▸ AIM OF THE EXERCISE: Would you please repeat the material exactly, from the first line to the last?
========================================
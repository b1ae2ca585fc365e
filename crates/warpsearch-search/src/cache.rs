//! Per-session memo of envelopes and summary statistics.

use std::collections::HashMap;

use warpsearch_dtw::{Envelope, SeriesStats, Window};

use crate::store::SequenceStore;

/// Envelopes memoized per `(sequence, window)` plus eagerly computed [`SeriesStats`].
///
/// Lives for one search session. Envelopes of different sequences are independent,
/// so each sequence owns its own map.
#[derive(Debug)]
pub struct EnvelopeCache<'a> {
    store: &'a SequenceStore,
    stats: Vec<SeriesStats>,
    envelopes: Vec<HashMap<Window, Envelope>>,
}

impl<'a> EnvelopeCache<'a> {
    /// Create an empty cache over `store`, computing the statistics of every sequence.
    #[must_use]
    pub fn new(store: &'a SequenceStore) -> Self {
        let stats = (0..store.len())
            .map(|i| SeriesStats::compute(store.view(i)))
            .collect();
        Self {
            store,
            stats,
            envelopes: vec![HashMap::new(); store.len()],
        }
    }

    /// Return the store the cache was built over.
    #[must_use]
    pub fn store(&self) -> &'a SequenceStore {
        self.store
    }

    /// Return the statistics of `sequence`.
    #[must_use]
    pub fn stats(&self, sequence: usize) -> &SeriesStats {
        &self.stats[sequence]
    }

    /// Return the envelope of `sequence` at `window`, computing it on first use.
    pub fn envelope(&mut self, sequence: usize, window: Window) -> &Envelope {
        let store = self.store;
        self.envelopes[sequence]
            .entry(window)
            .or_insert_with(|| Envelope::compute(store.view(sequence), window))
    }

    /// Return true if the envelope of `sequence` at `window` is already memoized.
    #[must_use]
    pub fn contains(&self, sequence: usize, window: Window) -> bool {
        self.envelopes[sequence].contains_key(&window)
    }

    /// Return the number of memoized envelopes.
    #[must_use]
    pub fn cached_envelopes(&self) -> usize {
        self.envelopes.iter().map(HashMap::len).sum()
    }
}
========================================
▸ RESULT:
repository b1ae2ca585fc365e
filename crates/warpsearch-search/src/cache.rs
//! Per-session memo of envelopes and summary statistics.

use std::collections::HashMap;

use warpsearch_dtw::{Envelope, SeriesStats, Window};

use crate::store::SequenceStore;

/// Envelopes memoized per `(sequence, window)` plus eagerly computed [`SeriesStats`].
///
/// Lives for one search session. Envelopes of different sequences are independent,
/// so each sequence owns its own map.
#[derive(Debug)]
pub struct EnvelopeCache<'a> {
    store: &'a SequenceStore,
    stats: Vec<SeriesStats>,
    envelopes: Vec<HashMap<Window, Envelope>>,
}

impl<'a> EnvelopeCache<'a> {
    /// Create an empty cache over `store`, computing the statistics of every sequence.
    #[must_use]
    pub fn new(store: &'a SequenceStore) -> Self {
        let stats = (0..store.len())
            .map(|i| SeriesStats::compute(store.view(i)))
            .collect();
        Self {
            store,
            stats,
            envelopes: vec![HashMap::new(); store.len()],
        }
    }

    /// Return the store the cache was built over.
    #[must_use]
    pub fn store(&self) -> &'a SequenceStore {
        self.store
    }

    /// Return the statistics of `sequence`.
    #[must_use]
    pub fn stats(&self, sequence: usize) -> &SeriesStats {
        &self.stats[sequence]
    }

    /// Return the envelope of `sequence` at `window`, computing it on first use.
    pub fn envelope(&mut self, sequence: usize, window: Window) -> &Envelope {
        let store = self.store;
        self.envelopes[sequence]
            .entry(window)
            .or_insert_with(|| Envelope::compute(store.view(sequence), window))
    }

    /// Return true if the envelope of `sequence` at `window` is already memoized.
    #[must_use]
    pub fn contains(&self, sequence: usize, window: Window) -> bool {
        self.envelopes[sequence].contains_key(&window)
    }

    /// Return the number of memoized envelopes.
    #[must_use]
    pub fn cached_envelopes(&self) -> usize {
        self.envelopes.iter().map(HashMap::len).sum()
    }
}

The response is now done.